第19話 六本足パンケーキ、進化形態
朝。
森の中で、目覚まし代わりにエイレンさんが放ったのは――
「火球の追跡探索魔法・通称ポチ」
なんか、かわいらしい名前だけど、意外と優秀らしい。
ブツブツと呪文を唱えるエイレンさんの指先から、ポフッと生まれた火の玉が4つ。
昨日の大ねずみの亡骸のまわりをくるくる旋回したあと、四方に飛んでいきました。
「感知したら、爆ぜるようになってる。
それまでは、普通に捜索しようか」
というわけで、今日も3人で手分けして森を探索開始。
……それから約1時間後。
――ドンッ!
鈍くて重たい爆音。しかも、間髪入れずに聞こえた――
「キシャーーーーーッ!!!」
間違いない。アイツだ!
ぼくは全力で爆音のした方へ走る。
途中、ブリューナクとグランに呼びかける。
「ブリューナク、グラン! 何か感じる?」
(ビンゴだ。魔法生物のにおいがプンプンするぜ)
(主あるじよ、あちらにて魔力の奔流が乱れております)
追いついた先に、ズタズタの大ねずみが。どうやら第二の犠牲者らしい。
そしてついに、ヤツとご対面。
――姿は……あの時と同じはずなのに、ぜんぜん違って見えた。
前足は大カマキリの鎌、
尻尾には大サソリの毒針、
目は大グモの複眼、
そして牙はまるで甲殻類の鋏のように分厚くて固い。
でも、胴体はちゃんとふわっふわのパンケーキ生地なんだよなあ……。
どうやら、狩ったモンスターの能力を取り込むタイプみたい。
えらいもん作っちゃったね、リアさん……。
そんな考察をしていたぼくに――
襲いかかってくる6本足パンケーキ!
「うおわっ!」
(あぶねえ、坊主!)
ギィンッ!
ブリューナクの刃が、襲いかかったカマの一撃を受け止めてくれた!
(捕獲結界を!)
グランの声で我に返り、結界魔法を展開。
けれど――速い!
捕まえきれない!
その間にヤツのターゲットが切り替わった。
――リアさんだ。
リアさんに向けて、カマが振り下ろされ――
『対物理防御を展開します』
突如、リアさんのペンダントが光り、透明な防壁が現れてカマを弾き返した!
さらに――
『光鎖によって捕縛します』
空中に走る光の鎖がパンケーキを縛る!
「今です!」
リアさんの声にあわせて、ぼくも結界魔法を追加!
……が。
「キシャーーーーーッ!!」
大声とともに、ヤツは結界も鎖も力づくでぶち破って逃走!
森の奥へと姿を消してしまいました。
(……ったく、やるじゃねぇか。

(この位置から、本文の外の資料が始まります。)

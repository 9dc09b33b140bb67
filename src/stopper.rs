//! A broadcast stop signal shared by the server and every `ListAndWatch` stream.
use std::sync::Arc;
use tokio::sync::watch;

/// A cloneable handle that can stop the plugin from anywhere.
///
/// Stopping is one way: once [`Stopper::stop`] is called every clone observes it, including
/// clones made afterwards.
#[derive(Clone, Debug)]
pub struct Stopper {
    sender: Arc<watch::Sender<bool>>,
    receiver: watch::Receiver<bool>,
}

impl Stopper {
    /// Returns a stopper that has not been triggered
    pub fn new() -> Self {
        let (sender, receiver) = watch::channel(false);
        Stopper {
            sender: Arc::new(sender),
            receiver,
        }
    }

    /// Signals everything holding a clone of this stopper to stop. Calling it again is a no-op.
    pub fn stop(&self) {
        // Every clone holds a receiver, so the send can't fail while `self` is alive
        let _ = self.sender.send(true);
    }

    /// Whether `stop` has been called
    pub fn is_stopped(&self) -> bool {
        *self.receiver.borrow()
    }

    /// Resolves once `stop` has been called, immediately if it already was.
    pub async fn wait(&self) {
        let mut receiver = self.receiver.clone();
        while !*receiver.borrow() {
            if receiver.changed().await.is_err() {
                return;
            }
        }
    }
}

impl Default for Stopper {
    fn default() -> Self {
        Self::new()
    }
}

#[cfg(test)]
mod tests {
    use super::*;
    use std::time::Duration;
    use tokio::time::timeout;

    #[tokio::test]
    async fn test_stop_wakes_all_clones() {
        let stopper = Stopper::new();
        assert!(!stopper.is_stopped());

        let waiters: Vec<_> = (0..3)
            .map(|_| {
                let stopper = stopper.clone();
                tokio::spawn(async move { stopper.wait().await })
            })
            .collect();

        stopper.stop();
        for waiter in waiters {
            timeout(Duration::from_secs(1), waiter)
                .await
                .expect("waiter should have been woken")
                .expect("waiter should not panic");
        }
        assert!(stopper.is_stopped());
    }

    #[tokio::test]
    async fn test_wait_after_stop_returns_immediately() {
        let stopper = Stopper::new();
        stopper.stop();
        stopper.stop();
        let late_clone = stopper.clone();
        timeout(Duration::from_millis(100), late_clone.wait())
            .await
            .expect("an already stopped stopper should not block");
        assert!(late_clone.is_stopped());
    }
}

ダメージを負わせた上で縛らないと無理みてぇだな)
(そのようだな、ブリューナク)
「ありがとう、ブリューナク。助かったよ」
(おう、オレ様じゃなかったら、お前の首はたぶん今ごろ樹に引っかかってたぜ)
「……その剣、喋るんですね?」
いつの間にかリアさんがすぐ後ろに。
(あんたが噂のビックリ錬金術士リアさんか。オレ様はブリューナク。よろしくな!)
「よろしくお願いしますねぇ」
(そして私がグラン・デス・ワイゼン。魔導と槍術を併せ持つ魔槍にて魔杖)
「素晴らしい方々ですねぇ。ね、アーデルワイト」
『同意』
「ペンダントが喋った……?」
「はい。これは『人工魂』と呼ばれる古代の魂結晶で、
私より強い魔法も普通に使えるんですよ」
……なんかすごいの出てきた。
たしかにこのペンダントがあれば、リアさんの戦闘力の謎も納得できる。
そうこうしていると、エイレンさんも合流。
「……で、やつは?」
「逃げられました~」
「二人がかりでの呪縛でもダメだった……。やるなあ」
というわけで、今日の捜索はここまで。
夜のキャンプで作戦会議することになりました。
夕暮れ、焚き火を囲みながら、ふと――
(おい坊主。ちょっと話がある)
ブリューナクが、少しだけ真面目な口調で話しかけてきました。
……なんだろう?
この後に来る「何か」が、少しだけ、気になる夜でした。